Lillian said of the children of her family, “We were all trained….The boys had to get in the coal and chop the kindling for the coal store and the fireplaces.” The boys also did outside yard work. Grandmother and her sister did the same work that their mother did, from cooking to cleaning to taking care of the other children. Lillian said, “I even weaned Boots (the tenth child)–took me a whole week.”

The spheres of male and female work were clearly delineated. Outside was the male domain; women were charged with the care of home and family. Barbara Welter, in her essay, “The Cult of True Womanhood” writes,: The true woman’s place was unquestionably by her own fireside–as daughter, sister, but most of all as wife and mother.” Welter is writing about the model woman of nineteenth-century America, but the ideals of the nineteenth century certainly influenced the early twentieth century too, the time of Malinda and Lillian.

Lillian, however, did not apreciate being used as maid by her brothers. One story indicating her rebellion against the domestic role forced upon her involves her younger brother, Dow. Dow usually got back late after going out on dates, and would strew his clothes around the house while he was getting ready for bed. He expected Lillian to pick up the clothes. One time, though, she hid Dow’s clothes and didn’t give them back to him even though her mother told her to. She took revenge on her inconsiderate sibling several times in this way.

When Lillian graduated from high school in 1933, she expected to continue working at home, helping her mother. she had no plans for a career or marriage, but her father encouraged her to go on tho college. All seven of the Thompson children that survived past childhood completed high school and most had some type of career training after they graduated. Clearly, the Thompson family valued education, and Lorenzo especially wanted his children to succeed. The Thompsons brought in hired help to do the housework that Lillian had done before, and Lillian attended Marshall College in Huntington, West Virginia, graduating in 1935. The depression, which was going on at this time, had very little effect on the financially-secure Thompson family. Even growing up, Lillian said, “We never had to worry about not having enough to eat.”

Lillian decided to go into teaching after she graduated from Marshall College. When I asked my grandmother why she chose to become a teacher, she told me how much she loved children. the children she taught were, “the best bunch of little people I ever knew.” When I asked her what careers were open to women when she graduated from college, she listed stenographers, nurses, and teachers and then said, “my minds’s gone blank….I don’t think there was much to choose from.” The limited career opportunities that she cites are very much in keeping with what we have learned in this class.

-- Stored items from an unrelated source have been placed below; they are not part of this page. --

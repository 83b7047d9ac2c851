//! Genre/length selector bar

use ratatui::{
    buffer::Buffer,
    layout::Rect,
    text::{Line, Span},
    widgets::{Paragraph, Widget},
};

use storyteller_core::StoryLength;

use crate::ui::theme::StoryTheme;

/// One-line bar showing the current selector values and their keys.
pub struct PickerWidget<'a> {
    genre: &'a str,
    length: StoryLength,
    streaming: bool,
    theme: &'a StoryTheme,
}

impl<'a> PickerWidget<'a> {
    pub fn new(genre: &'a str, length: StoryLength, streaming: bool, theme: &'a StoryTheme) -> Self {
        Self {
            genre,
            length,
            streaming,
            theme,
        }
    }
}

impl Widget for PickerWidget<'_> {
    fn render(self, area: Rect, buf: &mut Buffer) {
        let line = Line::from(vec![
            Span::styled(" Genre ", self.theme.system_style()),
            Span::styled("◂ ", self.theme.system_style()),
            Span::styled(self.genre, self.theme.selector_style()),
            Span::styled(" ▸", self.theme.system_style()),
            Span::raw("   "),
            Span::styled("Length ", self.theme.system_style()),
            Span::styled("◂ ", self.theme.system_style()),
            Span::styled(self.length.label(), self.theme.selector_style()),
            Span::styled(" ▸", self.theme.system_style()),
            Span::raw("   "),
            Span::styled("Stream ", self.theme.system_style()),
            Span::styled(
                if self.streaming { "on" } else { "off" },
                self.theme.selector_style(),
            ),
            Span::raw("   "),
            Span::styled(
                "[/] genre  l length  e example  x save  c clear",
                self.theme.system_style(),
            ),
        ]);

        Paragraph::new(line).render(area, buf);
    }
}
//! Story generation engine with session history and prompt composition.
//!
//! This crate provides:
//! - A per-session history store for prompts, stories, and conversation turns
//! - Prompt composition from free text plus length/genre modifiers
//! - A story backend seam with batch and streaming Gemini implementations
//! - Plain-text export of generated stories
//!
//! # Quick Start
//!
//! ```ignore
//! use storyteller_core::{Storyteller, StorySession, SubmitOutcome};
//!
//! #[tokio::main]
//! async fn main() -> Result<(), Box<dyn std::error::Error>> {
//!     let mut session = StorySession::new(Storyteller::from_env()?);
//!
//!     session.set_prompt("A shy dragon who is afraid of fire");
//!     if let SubmitOutcome::Generated { sequence } = session.submit().await? {
//!         println!("{}", session.latest_entry().unwrap().story);
//!         session.export_story(sequence, ".").await?;
//!     }
//!     Ok(())
//! }
//! ```

pub mod controller;
pub mod engine;
pub mod export;
pub mod history;
pub mod prompt;
pub mod session;
pub mod testing;

// Primary public API
pub use controller::{
    SessionError, StorySession, Submission, SubmitOutcome, SubmitRejected,
};
pub use engine::{
    EngineError, StoryBackend, StoryRequest, StoryStream, Storyteller, StorytellerConfig,
};
pub use history::{Role, StoryEntry, Turn};
pub use prompt::{
    compose_prompt, StoryLength, EXAMPLE_PROMPTS, GENRES, NO_GENRE, STORYTELLER_INSTRUCTION,
};
pub use session::SessionState;
pub use testing::{MockBackend, TestHarness};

Lillian went into a sex-segregated job–a predominantly female profession, and the other jobs she mentions, clerical work and nursing, were also mostly held by women. Certainly, it was not common then for women to become doctors, lawyers, or professionals.

Lillian did not expect to marry. In this respect, she was atypical of her time period, since most women expected to marry and have children. Lillian had been regarded as “backward” since she was a child, partly because she was small for her age. She recalls, “The doctor called me a rat when I was born.” Also, lillian had been partially deaf since childhood due to a ruptured eardrum, and so had trouble communicating with others. She didn’t date a lot until she started working as a teacher. Then, she would go to dances with her brothers. Her younger brother, Dow, would tell her, “If you have the price of the ticket, I’ll get you a blind date.” One of these blind dates was with Oliver Wendal Hall (“O.W.”) in September 1936. by 1938, Lillian and O.W. were married. She was twenty-three years old; he was twenty. She married a little later than most women did. Certainly, there was a big difference between the age at which she married and the age that her mother married.

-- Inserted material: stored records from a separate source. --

//! Main application state and logic

use std::collections::VecDeque;

use storyteller_core::{
    StoryLength, StorySession, Storyteller, EXAMPLE_PROMPTS, GENRES, NO_GENRE,
};

use crate::ui::theme::StoryTheme;
use crate::ui::Overlay;

/// Vim-style input modes
#[derive(Debug, Clone, Copy, PartialEq, Eq, Default)]
pub enum InputMode {
    /// Normal mode - navigation and hotkeys (default)
    #[default]
    Normal,
    /// Insert mode - free text input
    Insert,
    /// Command mode - entering : commands
    Command,
}

/// Spinner frames shown while a story is being generated
const SPINNER: &[char] = &['⠋', '⠙', '⠹', '⠸', '⠼', '⠴', '⠦', '⠧', '⠇', '⠏'];

/// Main application state
pub struct App {
    pub session: StorySession<Storyteller>,

    // UI state
    pub theme: StoryTheme,
    overlay: Option<Overlay>,

    // Story feed
    pub feed_scroll: usize,
    pub streaming_text: Option<String>,

    // Selector state
    pub genre_index: usize,
    pub length_index: usize,
    pub example_index: usize,
    pub streaming_enabled: bool,

    // Input state
    pub input_mode: InputMode,
    input_buffer: String,
    cursor_position: usize,
    pub input_history: VecDeque<String>,
    pub history_index: Option<usize>,
    pub saved_input: Option<String>,

    // Status
    status_message: Option<String>,
    status_is_error: bool,
    pub should_quit: bool,

    // Work deferred to the run loop
    pub pending_submit: bool,
    pub pending_export: Option<u64>,

    // Animation
    pub animation_frame: u8,
}

impl App {
    /// Create a new application around a session.
    pub fn new(session: StorySession<Storyteller>) -> Self {
        let mut app = Self {
            session,
            theme: StoryTheme::default(),
            overlay: None,
            feed_scroll: 0,
            streaming_text: None,
            genre_index: 0,
            length_index: 1, // Medium
            example_index: 0,
            streaming_enabled: true,
            input_mode: InputMode::Normal,
            input_buffer: String::new(),
            cursor_position: 0,
            input_history: VecDeque::with_capacity(100),
            history_index: None,
            saved_input: None,
            status_message: None,
            status_is_error: false,
            should_quit: false,
            pending_submit: false,
            pending_export: None,
            animation_frame: 0,
        };

        app.set_status("Press 'i' to type a prompt, 'e' for an example, '?' for help");
        app
    }

    // =========================================================================
    // Selectors
    // =========================================================================

    /// Cycle the genre selector and push the selection into the session.
    pub fn cycle_genre(&mut self, delta: isize) {
        let len = GENRES.len() as isize;
        self.genre_index = (self.genre_index as isize + delta).rem_euclid(len) as usize;
        let genre = GENRES[self.genre_index];
        self.session
            .set_genre((genre != NO_GENRE).then(|| genre.to_string()));
    }

    /// Cycle the length selector and push the selection into the session.
    pub fn cycle_length(&mut self, delta: isize) {
        let lengths = StoryLength::all();
        let len = lengths.len() as isize;
        self.length_index = (self.length_index as isize + delta).rem_euclid(len) as usize;
        self.session.set_length(lengths[self.length_index]);
    }

    pub fn selected_genre(&self) -> &'static str {
        GENRES[self.genre_index]
    }

    pub fn selected_length(&self) -> StoryLength {
        StoryLength::all()[self.length_index]
    }

    /// Copy the next canned example into the input buffer (and the session's
    /// pending prompt). Cycles through the examples on repeated presses.
    pub fn pick_next_example(&mut self) {
        let index = self.example_index;
        if let Some(example) = self.session.pick_example(index) {
            self.example_index = (index + 1) % EXAMPLE_PROMPTS.len();
            self.set_input(example);
            self.input_mode = InputMode::Insert;
            self.set_status("Example prompt loaded - press Enter to generate");
        }
    }

    // =========================================================================
    // Session-wide actions
    // =========================================================================

    /// Clear history, pending fields, selectors, and the input buffer.
    pub fn clear_session(&mut self) {
        self.session.clear_history();
        self.genre_index = 0;
        self.length_index = 1;
        self.streaming_text = None;
        self.feed_scroll = 0;
        self.clear_input();
        self.set_status("History cleared");
    }

    /// Queue an export of the most recent story.
    pub fn export_latest(&mut self) {
        match self.session.latest_entry() {
            Some(entry) => self.pending_export = Some(entry.sequence),
            None => self.set_error("No story to save yet"),
        }
    }

    pub fn request_submit(&mut self) {
        self.pending_submit = true;
    }

    // =========================================================================
    // Streaming buffer
    // =========================================================================

    /// Append text to the streaming buffer
    pub fn append_streaming_text(&mut self, text: &str) {
        match &mut self.streaming_text {
            Some(existing) => existing.push_str(text),
            None => self.streaming_text = Some(text.to_string()),
        }
    }

    /// Take the assembled streaming text, leaving the buffer empty.
    pub fn take_streaming_text(&mut self) -> String {
        self.streaming_text.take().unwrap_or_default()
    }

    // =========================================================================
    // Feed scrolling
    // =========================================================================

    pub fn scroll_up(&mut self, lines: usize) {
        self.feed_scroll = self.feed_scroll.saturating_sub(lines);
    }

    pub fn scroll_down(&mut self, lines: usize) {
        // The widget caps this to the actual content height
        self.feed_scroll = self.feed_scroll.saturating_add(lines).min(usize::MAX / 2);
    }

    pub fn scroll_to_top(&mut self) {
        self.feed_scroll = 0;
    }

    // =========================================================================
    // Input editing (unicode-safe)
    // =========================================================================

    /// Take the input buffer for submission, recording it in the recall
    /// history. The buffer may be empty - validation is the session's job.
    pub fn take_input(&mut self) -> String {
        let input = std::mem::take(&mut self.input_buffer);
        self.cursor_position = 0;

        if !input.trim().is_empty() {
            self.input_history.push_front(input.clone());
            if self.input_history.len() > 100 {
                self.input_history.pop_back();
            }
        }
        self.history_index = None;
        self.saved_input = None;

        input
    }

    /// Handle a typed character (unicode-safe)
    pub fn type_char(&mut self, c: char) {
        let byte_pos = self
            .input_buffer
            .char_indices()
            .nth(self.cursor_position)
            .map(|(i, _)| i)
            .unwrap_or(self.input_buffer.len());
        self.input_buffer.insert(byte_pos, c);
        self.cursor_position += 1;
    }

    /// Handle backspace (unicode-safe)
    pub fn backspace(&mut self) {
        if self.cursor_position > 0 {
            self.cursor_position -= 1;
            if let Some((byte_pos, ch)) = self.input_buffer.char_indices().nth(self.cursor_position)
            {
                self.input_buffer
                    .replace_range(byte_pos..byte_pos + ch.len_utf8(), "");
            }
        }
    }

    /// Handle delete (unicode-safe)
    pub fn delete(&mut self) {
        let char_count = self.input_buffer.chars().count();
        if self.cursor_position < char_count {
            if let Some((byte_pos, ch)) = self.input_buffer.char_indices().nth(self.cursor_position)
            {
                self.input_buffer
                    .replace_range(byte_pos..byte_pos + ch.len_utf8(), "");
            }
        }
    }

    pub fn cursor_left(&mut self) {
        self.cursor_position = self.cursor_position.saturating_sub(1);
    }

    pub fn cursor_right(&mut self) {
        let char_count = self.input_buffer.chars().count();
        self.cursor_position = (self.cursor_position + 1).min(char_count);
    }

    pub fn cursor_home(&mut self) {
        self.cursor_position = 0;
    }

    pub fn cursor_end(&mut self) {
        self.cursor_position = self.input_buffer.chars().count();
    }

    /// Navigate to previous input in history
    pub fn history_prev(&mut self) {
        if self.input_history.is_empty() {
            return;
        }

        if self.history_index.is_none() && !self.input_buffer.is_empty() {
            self.saved_input = Some(self.input_buffer.clone());
        }

        let new_index = match self.history_index {
            None => Some(0),
            Some(i) if i + 1 < self.input_history.len() => Some(i + 1),
            Some(i) => Some(i), // Already at oldest
        };

        if let Some(idx) = new_index {
            if let Some(entry) = self.input_history.get(idx) {
                self.input_buffer = entry.clone();
                self.cursor_position = self.input_buffer.chars().count();
                self.history_index = new_index;
            }
        }
    }

    /// Navigate to next input in history
    pub fn history_next(&mut self) {
        match self.history_index {
            None => {}
            Some(0) => {
                self.input_buffer = self.saved_input.take().unwrap_or_default();
                self.cursor_position = self.input_buffer.chars().count();
                self.history_index = None;
            }
            Some(i) => {
                if let Some(entry) = self.input_history.get(i - 1) {
                    self.input_buffer = entry.clone();
                    self.cursor_position = self.input_buffer.chars().count();
                    self.history_index = Some(i - 1);
                }
            }
        }
    }

    /// Set input buffer content and move cursor to end (unicode-safe)
    pub fn set_input(&mut self, content: impl Into<String>) {
        self.input_buffer = content.into();
        self.cursor_position = self.input_buffer.chars().count();
    }

    pub fn clear_input(&mut self) {
        self.input_buffer.clear();
        self.cursor_position = 0;
    }

    pub fn input_buffer(&self) -> &str {
        &self.input_buffer
    }

    pub fn cursor_position(&self) -> usize {
        self.cursor_position
    }

    // =========================================================================
    // Modes, overlay, status
    // =========================================================================

    /// Enter command mode (starts with :)
    pub fn enter_command_mode(&mut self) {
        self.input_mode = InputMode::Command;
        self.input_buffer.clear();
        self.input_buffer.push(':');
        self.cursor_position = 1;
    }

    /// Exit to normal mode
    pub fn enter_normal_mode(&mut self) {
        self.input_mode = InputMode::Normal;
        if self.input_buffer.starts_with(':') {
            self.input_buffer.clear();
            self.cursor_position = 0;
        }
    }

    pub fn toggle_help(&mut self) {
        if matches!(self.overlay, Some(Overlay::Help)) {
            self.overlay = None;
        } else {
            self.overlay = Some(Overlay::Help);
        }
    }

    pub fn close_overlay(&mut self) {
        self.overlay = None;
    }

    pub fn overlay(&self) -> Option<&Overlay> {
        self.overlay.as_ref()
    }

    pub fn has_overlay(&self) -> bool {
        self.overlay.is_some()
    }

    /// Set an informational status message
    pub fn set_status(&mut self, message: impl Into<String>) {
        self.status_message = Some(message.into());
        self.status_is_error = false;
    }

    /// Set an error status message - rendered distinctly from stories
    pub fn set_error(&mut self, message: impl Into<String>) {
        self.status_message = Some(message.into());
        self.status_is_error = true;
    }

    pub fn status_message(&self) -> Option<&str> {
        self.status_message.as_deref()
    }

    pub fn status_is_error(&self) -> bool {
        self.status_is_error
    }

    /// Current spinner frame, shown while generating.
    pub fn spinner(&self) -> char {
        SPINNER[self.animation_frame as usize % SPINNER.len()]
    }

    /// Tick for animations
    pub fn tick(&mut self) {
        self.animation_frame = self.animation_frame.wrapping_add(1);
    }

    // =========================================================================
    // Commands
    // =========================================================================

    /// Process a colon command. Returns true if the command was recognized.
    pub fn process_command(&mut self, command: &str) -> bool {
        let cmd = command.trim_start_matches(':');
        let parts: Vec<&str> = cmd.split_whitespace().collect();

        if parts.is_empty() {
            return false;
        }

        match parts[0] {
            "q" | "quit" | "exit" => {
                self.should_quit = true;
                true
            }
            "clear" => {
                self.clear_session();
                true
            }
            "export" | "w" => {
                match parts.get(1) {
                    Some(arg) => match arg.parse::<u64>() {
                        Ok(sequence) => self.pending_export = Some(sequence),
                        Err(_) => self.set_error(format!("Not a story number: {arg}")),
                    },
                    None => self.export_latest(),
                }
                true
            }
            "stream" => {
                match parts.get(1).copied() {
                    Some("on") => {
                        self.streaming_enabled = true;
                        self.set_status("Streaming display on");
                    }
                    Some("off") => {
                        self.streaming_enabled = false;
                        self.set_status("Streaming display off");
                    }
                    _ => self.set_status(format!(
                        "Streaming is {} (use :stream on|off)",
                        if self.streaming_enabled { "on" } else { "off" }
                    )),
                }
                true
            }
            "example" => {
                self.pick_next_example();
                true
            }
            "help" | "h" => {
                self.toggle_help();
                true
            }
            _ => {
                self.set_error(format!("Unknown command: {}", parts[0]));
                false
            }
        }
    }
}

Lillian continued to work as a teacher until early 1943, when she resigned because she was pregnant. She had taught eight years, and although she enjoyed the work, she never went back because she would have needed extra training. Lillian’s first child, Mary, was stillborn, but in the years from 1944-1947m Lillian bore three healthy baby girls: Sherry Rulana, Diana Kathryn, and Ann Louise.

Lillian said that the methods of birth control were much more limited in the 1940s than they are now. The forms of birth control that she was familiar with included abstinence, coitus interruptus, and the use of condoms. (“We just called them plain old rubbers then.”) Lillian’s mother, Malinda, had known practically nothing about contraception. In fact, when Lillian was in the ninth grade, Malinda asked her if she kew about birth control. Malinda wanted information, and had no on to ask but her daughter. According to Lillian, Malinda had always wanded six children–“She thought Edwin (her sixth child) would be the.” Malinda’s eventual family of ten was large for her time period. According to figures given in class about the number of live births per white woman in 1920, 3.17 was the average. Malinda’s lack of knowledge about contraception almost certainly was on of the reason for her unusually large family.

Lillian’s progressive views on abortion and birth control are due partly to her family history and partly to the double standard she saw at work when she was growing up. Malinda would often say, “a girl can ruin the family name.” Lillian now adds,”but a boy can ruin the next door neighbor’s name.” She feels that women should have access to reliable methods of birth control and believes in a woman’s right to choose for herself whether or not to have an abortion. However, Lillian stands firmly against pre-marital sex.

When I asked Lillian whether she feels that opportunities for women have changed over time, she replied, “Not enough.” She is “totally for” the women’s rights movement and although she did not directly participate in a feminist group in the 1960s or 1970s, she has done things, like contributing to the National Organization for Women and subscribing to MS. magazine, that are atypical of women in West Virginia in general. “I’m definitely a women’s libber” she concluded.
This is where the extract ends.